Un autre défi est la croyance en la sorcellerie, la magie, la franc-maçonnerie et le rosicrucianisme qui sévissent en Afrique et le Tchad n'est pas une exception.

"Néanmoins, grâce à la caritas, à la justice et à la paix, des mesures sont prises pour ne pas laisser notre peuple qui craint Dieu abasourdi et perdu dans cette vallée de larmes", a déclaré le père Nyuydze. "L'année dernière, les évêques du Tchad ont refusé de participer au dialogue national parce qu'il n'était pas inclusif et ne favorisait qu'un groupe et une religion en particulier.

Selon le père Hathouna, les prêtres reçoivent de l'aide par d'autres moyens, à savoir les Œuvres pontificales missionnaires. Des projets sélectionnés dans une paroisse peuvent en bénéficier si l'organisation les juge dignes d'intérêt. Ces projets bénéficieront ensuite à la population locale, notamment dans les domaines de la santé, de l'éducation et de la nutrition, d'autant plus que le Tchad souffre constamment d'inondations pendant les saisons des pluies.

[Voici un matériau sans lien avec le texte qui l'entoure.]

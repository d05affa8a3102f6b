use async_trait::async_trait;
use remedy_core::{ChannelKind, Notification, NotificationChannel, Severity};
use remedy_provider::{DependencyError, Notifier};
use serde_json::{Value, json};
use tracing::{debug, instrument};

use crate::client::WebhookClient;
use crate::error::WebhookError;

/// Delivers notifications to each channel's `webhook_url`.
///
/// Slack channels get a `{"text"}` message, `PagerDuty` channels an Events
/// v2 style trigger, and everything else the full notification envelope.
pub struct WebhookNotifier {
    client: WebhookClient,
}

impl WebhookNotifier {
    pub fn new(client: WebhookClient) -> Self {
        Self { client }
    }
}

fn pagerduty_severity(severity: Severity) -> &'static str {
    match severity {
        Severity::Low => "info",
        Severity::Medium => "warning",
        Severity::High => "error",
        Severity::Critical => "critical",
    }
}

/// Request body for `channel`.
pub fn render(channel: &NotificationChannel, notification: &Notification) -> Value {
    let (severity, issue) = match notification {
        Notification::ApprovalRequested {
            action_severity,
            issue,
            ..
        }
        | Notification::OutcomeReport {
            action_severity,
            issue,
            ..
        } => (*action_severity, issue),
    };

    match channel.kind {
        ChannelKind::Slack => json!({ "text": notification.summary() }),
        ChannelKind::PagerDuty => json!({
            "event_action": "trigger",
            "dedup_key": issue.signature,
            "payload": {
                "summary": notification.summary(),
                "severity": pagerduty_severity(severity),
                "source": issue.signature,
                "custom_details": notification,
            },
        }),
        ChannelKind::Email | ChannelKind::Webhook | ChannelKind::Log => json!({
            "channel": channel.name,
            "recipients": channel.recipients,
            "kind": notification.kind(),
            "summary": notification.summary(),
            "notification": notification,
        }),
    }
}

#[async_trait]
impl Notifier for WebhookNotifier {
    #[instrument(skip_all, fields(channel = %channel.name, kind = notification.kind()))]
    async fn notify(
        &self,
        channel: &NotificationChannel,
        notification: &Notification,
    ) -> Result<(), DependencyError> {
        let url = channel
            .webhook_url
            .as_deref()
            .ok_or_else(|| WebhookError::MissingUrl(channel.name.clone()))?;
        self.client
            .post_json(url, &render(channel, notification))
            .await?;
        debug!("notification delivered");
        Ok(())
    }
}
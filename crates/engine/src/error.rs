use thiserror::Error;
use uuid::Uuid;

/// Errors that can occur while driving remediation requests.
///
/// Policy non-admissions (dedup, rate limit, denied approvals) are outcomes,
/// not errors; they are reported through [`RemediationReport`](crate::RemediationReport).
#[derive(Debug, Error)]
pub enum EngineError {
    /// A domain rule was violated.
    #[error("core error: {0}")]
    Core(#[from] remedy_core::CoreError),

    /// The audit sink failed outside the remediation path (queries).
    #[error("audit error: {0}")]
    Audit(#[from] remedy_audit::AuditError),

    /// The engine was misconfigured (invalid policy, missing components).
    #[error("configuration error: {0}")]
    Configuration(String),

    /// No approval record exists for the request.
    #[error("approval not found: {0}")]
    ApprovalNotFound(Uuid),

    /// A decision other than approve/reject was submitted.
    #[error("invalid decision: {0}")]
    InvalidDecision(String),

    /// No tracked request has this id.
    #[error("request not found: {0}")]
    RequestNotFound(Uuid),

    /// The request is not in a state that allows a rollback.
    #[error("rollback not allowed: {0}")]
    RollbackNotAllowed(String),
}
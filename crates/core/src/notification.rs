use chrono::{DateTime, Utc};
use serde::Serialize;
use uuid::Uuid;

use crate::issue::Issue;
use crate::outcome::Outcome;
use crate::severity::Severity;

/// A message delivered to a notification channel.
#[derive(Debug, Clone, Serialize)]
#[serde(tag = "type", rename_all = "snake_case")]
pub enum Notification {
    /// A risky action waits for a human decision.
    ApprovalRequested {
        request_id: Uuid,
        action: String,
        action_severity: Severity,
        description: String,
        issue: Issue,
        deadline: DateTime<Utc>,
    },
    /// A high-risk remediation reached a terminal outcome.
    OutcomeReport {
        request_id: Option<Uuid>,
        action: String,
        action_severity: Severity,
        issue: Issue,
        outcome: Outcome,
        #[serde(skip_serializing_if = "Option::is_none")]
        detail: Option<String>,
    },
}

impl Notification {
    pub fn kind(&self) -> &'static str {
        match self {
            Self::ApprovalRequested { .. } => "approval_requested",
            Self::OutcomeReport { .. } => "outcome_report",
        }
    }

    /// One-line human readable text, used by chat-style channels.
    pub fn summary(&self) -> String {
        match self {
            Self::ApprovalRequested {
                request_id,
                action,
                action_severity,
                issue,
                deadline,
                ..
            } => format!(
                "[{action_severity}] approval needed for {action} on {} ({}), request {request_id}, expires {}",
                issue.signature,
                issue.category,
                deadline.to_rfc3339()
            ),
            Self::OutcomeReport {
                action,
                action_severity,
                issue,
                outcome,
                detail,
                ..
            } => {
                let mut text = format!(
                    "[{action_severity}] {action} on {} finished: {outcome}",
                    issue.signature
                );
                if let Some(detail) = detail {
                    text.push_str(" (");
                    text.push_str(detail);
                    text.push(')');
                }
                text
            }
        }
    }
}

#[cfg(test)]
mod tests {
    use super::*;

    #[test]
    fn approval_summary_mentions_action_and_signature() {
        let issue = Issue::new("svc-B/bad_deploy", "deployment_failure", Severity::High);
        let n = Notification::ApprovalRequested {
            request_id: Uuid::nil(),
            action: "rollback_deployment".into(),
            action_severity: Severity::High,
            description: String::new(),
            issue,
            deadline: Utc::now(),
        };
        let text = n.summary();
        assert!(text.contains("rollback_deployment"));
        assert!(text.contains("svc-B/bad_deploy"));
        assert_eq!(n.kind(), "approval_requested");
    }

    #[test]
    fn outcome_report_serializes_type_tag() {
        let issue = Issue::new("sig", "cat", Severity::Critical);
        let n = Notification::OutcomeReport {
            request_id: None,
            action: "restart_pod".into(),
            action_severity: Severity::Critical,
            issue,
            outcome: Outcome::Failed,
            detail: Some("circuit open".into()),
        };
        let value = serde_json::to_value(&n).unwrap();
        assert_eq!(value["type"], "outcome_report");
        assert_eq!(value["outcome"], "Failed");
        assert!(n.summary().ends_with("(circuit open)"));
    }
}
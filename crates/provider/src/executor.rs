use async_trait::async_trait;
use remedy_core::{ExecutionOutcome, Issue, RemediationAction};

use crate::error::DependencyError;

/// Performs the real side effect of a remediation action (scaling,
/// restarting, rolling back, toggling a breaker on a downstream API).
///
/// The engine never retries inside an executor; it wraps every call in the
/// dependency guard, so implementations should report transient failures with
/// a retryable [`DependencyError`] and return promptly.
#[async_trait]
pub trait Executor: Send + Sync {
    /// Label used in logs.
    fn name(&self) -> &str;

    /// Run the action against the issue.
    async fn execute(
        &self,
        action: &RemediationAction,
        issue: &Issue,
    ) -> Result<ExecutionOutcome, DependencyError>;

    /// Undo a previously successful execution.
    async fn rollback(
        &self,
        action: &RemediationAction,
        _issue: &Issue,
        _previous: &ExecutionOutcome,
    ) -> Result<ExecutionOutcome, DependencyError> {
        Err(DependencyError::Unsupported(format!(
            "{} cannot roll back {}",
            self.name(),
            action.name
        )))
    }
}
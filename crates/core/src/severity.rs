use std::fmt;
use std::str::FromStr;

use serde::{Deserialize, Serialize};

use crate::error::CoreError;

/// Severity of an issue or the risk level of a remediation action.
///
/// Variants are declared in ascending order so the derived `Ord` ranks
/// `Critical` highest.
#[derive(Debug, Clone, Copy, PartialEq, Eq, Hash, PartialOrd, Ord, Serialize, Deserialize)]
#[serde(rename_all = "lowercase")]
pub enum Severity {
    Low,
    Medium,
    High,
    Critical,
}

impl Severity {
    /// Returns the lowercase wire name.
    pub fn as_str(self) -> &'static str {
        match self {
            Self::Low => "low",
            Self::Medium => "medium",
            Self::High => "high",
            Self::Critical => "critical",
        }
    }

    /// Whether an action of this severity needs human sign-off when its
    /// configuration does not say otherwise.
    pub fn requires_approval_by_default(self) -> bool {
        matches!(self, Self::High | Self::Critical)
    }
}

impl fmt::Display for Severity {
    fn fmt(&self, f: &mut fmt::Formatter<'_>) -> fmt::Result {
        f.write_str(self.as_str())
    }
}

impl FromStr for Severity {
    type Err = CoreError;

    fn from_str(s: &str) -> Result<Self, Self::Err> {
        match s.trim().to_ascii_lowercase().as_str() {
            "low" => Ok(Self::Low),
            "medium" => Ok(Self::Medium),
            "high" => Ok(Self::High),
            "critical" => Ok(Self::Critical),
            other => Err(CoreError::InvalidIssue(format!("unknown severity: {other}"))),
        }
    }
}

#[cfg(test)]
mod tests {
    use super::*;

    #[test]
    fn ordering_ranks_critical_highest() {
        assert!(Severity::Critical > Severity::High);
        assert!(Severity::High > Severity::Medium);
        assert!(Severity::Medium > Severity::Low);
    }

    #[test]
    fn approval_default_follows_severity() {
        assert!(!Severity::Low.requires_approval_by_default());
        assert!(!Severity::Medium.requires_approval_by_default());
        assert!(Severity::High.requires_approval_by_default());
        assert!(Severity::Critical.requires_approval_by_default());
    }

    #[test]
    fn serde_uses_lowercase() {
        let json = serde_json::to_string(&Severity::Critical).unwrap();
        assert_eq!(json, "\"critical\"");
        let parsed: Severity = serde_json::from_str("\"medium\"").unwrap();
        assert_eq!(parsed, Severity::Medium);
    }

    #[test]
    fn from_str_is_case_insensitive() {
        assert_eq!("HIGH".parse::<Severity>().unwrap(), Severity::High);
        assert_eq!(" low ".parse::<Severity>().unwrap(), Severity::Low);
        assert!("urgent".parse::<Severity>().is_err());
    }
}
use axum::Json;
use axum::extract::{Path, Query, State};
use axum::http::StatusCode;
use axum::response::{IntoResponse, Response};
use remedy_core::{Issue, IssueReport};
use remedy_engine::Evaluation;
use serde::Deserialize;
use serde_json::json;
use tracing::info;

use super::{AppState, DEFAULT_ACTOR};
use crate::error::ServerError;

#[derive(Debug, Default, Deserialize)]
pub struct SubmitParams {
    /// Handle inline and return the report instead of queueing.
    #[serde(default)]
    pub wait: bool,
}

#[derive(Debug, Default, Deserialize)]
pub struct ResolveParams {
    #[serde(default)]
    pub actor: Option<String>,
}

fn into_issue(report: IssueReport) -> Result<Issue, ServerError> {
    report
        .into_issue()
        .map_err(|e| ServerError::BadRequest(e.to_string()))
}

/// `POST /v1/issues` -- queue an issue for remediation.
///
/// Returns `202 Accepted` once queued. With `?wait=true` the terminal report
/// is returned; this may block for as long as an approval is pending. The
/// handling task keeps running if the client disconnects.
pub async fn submit(
    State(state): State<AppState>,
    Query(params): Query<SubmitParams>,
    Json(report): Json<IssueReport>,
) -> Result<Response, ServerError> {
    let issue = into_issue(report)?;
    if params.wait {
        let report = state.ingest.handle_now(issue).await?;
        return Ok(Json(report).into_response());
    }

    let body = json!({
        "accepted": true,
        "issue_id": issue.id,
        "signature": issue.signature,
    });
    state.ingest.submit(issue)?;
    Ok((StatusCode::ACCEPTED, Json(body)).into_response())
}

/// `POST /v1/issues/evaluate` -- dry run; nothing is recorded.
pub async fn evaluate(
    State(state): State<AppState>,
    Json(report): Json<IssueReport>,
) -> Result<Json<Evaluation>, ServerError> {
    let issue = into_issue(report)?;
    Ok(Json(state.orchestrator.evaluate(&issue)))
}

/// `DELETE /v1/issues/{signature}` -- the issue cleared; cancel pending approvals.
pub async fn resolve(
    State(state): State<AppState>,
    Path(signature): Path<String>,
    Query(params): Query<ResolveParams>,
) -> Json<serde_json::Value> {
    let actor = params.actor.as_deref().unwrap_or(DEFAULT_ACTOR);
    let cancelled = state.orchestrator.resolve_issue(&signature, actor);
    info!(%signature, actor, cancelled, "issue resolved via API");
    Json(json!({
        "signature": signature,
        "cancelled": cancelled,
    }))
}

"Les prêtres qui ont des bienfaiteurs reçoivent une aide supplémentaire, mais tous les prêtres n'ont pas de bienfaiteurs", note le père Hathouna, qui ajoute : "Nonobstant le travail d'évangélisation qui, étant donné qu'il est dans sa phase primaire, a encore un long chemin à parcourir, nous construisons de petites communautés chrétiennes, nous donnons des catéchèses constantes, etc.

"L'Église ici n'a pas de fondations solides par rapport à d'autres pays voisins, conclut-il, et il reste encore beaucoup à faire, notamment en ce qui concerne le changement de mentalité des chrétiens.